How to Run?¶

Most of the materials are presented as a reference materials based on local machine setup environment, based on your machine some steps may vary.

Based on the available memory and core on your machine, you must adjust the Spark cores/RAM memory values on *.sh file located in bin

Configuration¶

We use Gin-config and Python configparser to read the configs from *.ini file.

Add your Twitter credentials @ twitter_ssp_config.gin
default_ssp_config.gin is used for most of the use case examples.

Update the spark master url with the new value in default_ssp_config.gin, if you have a different setup than mentioned here.
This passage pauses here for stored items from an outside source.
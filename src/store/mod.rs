//! Persistence contract and SQLite implementation
//!
//! The core consumes a narrow CRUD contract ([`ProgressStore`]) and carries
//! no persistence technology itself; [`SqliteStore`] is the bundled
//! implementation backing the CLI (`~/.yatina/yatina.db`).
//!
//! Store calls are best-effort, at-least-once: callers re-fetch the profile
//! after a write before trusting it for further decisions.

mod seed;
mod sqlite;

pub use seed::{demo_profiles, starter_lessons, starter_questions, trivia_questions};
pub use sqlite::SqliteStore;

use async_trait::async_trait;
use chrono::{DateTime, Utc};

use crate::domain::{Lesson, LessonProgress, Profile, QuizQuestion};
use crate::error::StoreError;

/// Partial profile update; unset fields are left untouched
#[derive(Debug, Clone, Default, PartialEq)]
pub struct ProfilePatch {
    pub xp: Option<u32>,
    pub level: Option<u32>,
    pub lives: Option<u32>,
    pub growth_stage: Option<u32>,
    pub last_growth_visit: Option<DateTime<Utc>>,
}

/// Fields written when upserting a lesson progress record
#[derive(Debug, Clone, PartialEq)]
pub struct ProgressFields {
    pub completed: bool,
    pub stars: u8,
    pub completed_at: Option<DateTime<Utc>>,
}

/// Filter for question bank queries
#[derive(Debug, Clone, Default)]
pub struct QuestionFilter {
    /// Restrict to one lesson's questions; None selects the trivia bank
    pub lesson_id: Option<String>,
    pub limit: Option<usize>,
}

/// Minimal CRUD contract the core expects from its persistence collaborator
#[async_trait]
pub trait ProgressStore: Send + Sync {
    async fn get_profile(&self, user_id: &str) -> Result<Profile, StoreError>;
    async fn create_profile(&self, profile: &Profile) -> Result<(), StoreError>;
    async fn update_profile(&self, user_id: &str, patch: ProfilePatch) -> Result<(), StoreError>;
    async fn list_profiles(&self) -> Result<Vec<Profile>, StoreError>;

    /// Lessons ordered by `order_index`
    async fn list_lessons(&self) -> Result<Vec<Lesson>, StoreError>;
    async fn list_progress(&self, user_id: &str) -> Result<Vec<LessonProgress>, StoreError>;
    async fn upsert_progress(
        &self,
        user_id: &str,
        lesson_id: &str,
        fields: ProgressFields,
    ) -> Result<(), StoreError>;

    async fn list_questions(&self, filter: &QuestionFilter) -> Result<Vec<QuizQuestion>, StoreError>;
}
Spark master url is configured to read the machine hostname and construct local Spark master url. eg: spark://IMCHLT276:7077, in the place of IMCHLT276 you see your machine name.

On Local Machine¶

Start Services¶

Start the services manually as a background processes (Lookout of errors int he jungle of service logs…)

/opt/binaries/hive/bin/hiveserver2 &
/opt/binaries/kafka/bin/zookeeper-server-start.sh /opt/binaries/kafka/config/zookeeper.properties &
/opt/binaries/kafka/bin/kafka-server-start.sh /opt/binaries/kafka/config/server.properties &
/opt/binaries/kafka/bin/kafka-server-start.sh /opt/binaries/kafka/config/server1.properties &
/opt/binaries/kafka/bin/kafka-server-start.sh /opt/binaries/kafka/config/server2.properties &
/opt/binaries/kafka/bin/kafka-topics.sh --create --zookeeper localhost:2181 --replication-factor 1 --partitions 10 --topic ai_tweets_topic
/opt/binaries/kafka/bin/kafka-topics.sh --create --zookeeper localhost:2181 --replication-factor 1 --partitions 10 --topic mix_tweets_topic

Or you could use supervisor to start all the services, check docker/supervisor.conf for list of back ground services

/usr/bin/supervisord -c docker/supervisor.conf # restart if you see any error

Start Spark and Hive services…

# start hdfs
$HADOOP_HOME/sbin/start-dfs.sh
# start yarn
$HADOOP_HOME/sbin/start-yarn.sh
# Start Spark standalone cluster
$SPARK_HOME/sbin/start-all.sh

To make sure all the services are up and running, execute the command jps, you should see the following list:

Jps
NameNode
DataNode
SecondaryNameNode
ResourceManager
NodeManager
Kafka
Kafka
Kafka
Main
Master
Worker

HDFS : NameNode, DataNode, SecondaryNameNode Hadoop : ResourceManager, NodeManager Kafka : Kafka, Kafka, Kafka Spark : Main, Master, Worker

If you wanna stop playing…

/opt/binaries/kafka/bin/kafka-server-stop.sh
/opt/binaries/kafka/bin/zookeeper-server-stop.sh
$HADOOP_HOME/sbin/stop-dfs.sh
$HADOOP_HOME/sbin/stop-yarn.sh
$SPARK_HOME/sbin/stop-all.sh

Activate ssp Python environment

source activate ssp

Since we stop and start Spark Streaming Kafka consumer, restart Kafka server, sometimes the offset can go for a toss. To solve the issue we need to clear the Kafka data and Spark warehouse data.

/opt/binaries/kafka/bin/kafka-server-stop.sh
/opt/binaries/kafka/bin/zookeeper-server-stop.sh

/opt/binaries/kafka/bin/kafka-topics.sh --delete --zookeeper localhost:2181 --topic ai_tweets_topic 
/opt/binaries/kafka/bin/kafka-topics.sh --delete --zookeeper localhost:2181 --topic mix_tweets_topic
rm -rf /var/lib/zookeeper/
rm -rf /tmp/kafka-logs*
rm -rf /opt/spark-warehouse/
hdfs dfs -rm -r /tmp/ssp/data/lake/checkpoint/

From here on you can try the use cases. (Use cases documents too repeat some of these steps for clarity!)

Docker¶

Start the container

docker run -v $(pwd):/host/ --hostname=$(hostname) -p 50075:50075 -p 50070:50070 -p 8020:8020 -p 2181:2181 -p 9870:9870 -p 9000:9000 -p 8088:8088 -p 10000:10000 -p 7077:7077 -p 10001:10001 -p 8080:8080 -p 9092:9092 -it sparkstructuredstreaming-pg:latest

Get the bash shell

# to get bash shell from running instance
docker exec -it $(docker ps | grep sparkstructuredstreaming-pg | cut -d' ' -f1) bash

From here on you can try the use cases. (Use cases documents too repeat some of these steps for clarity!) Twitter App credentials and update it here twitter_ssp_config.gin.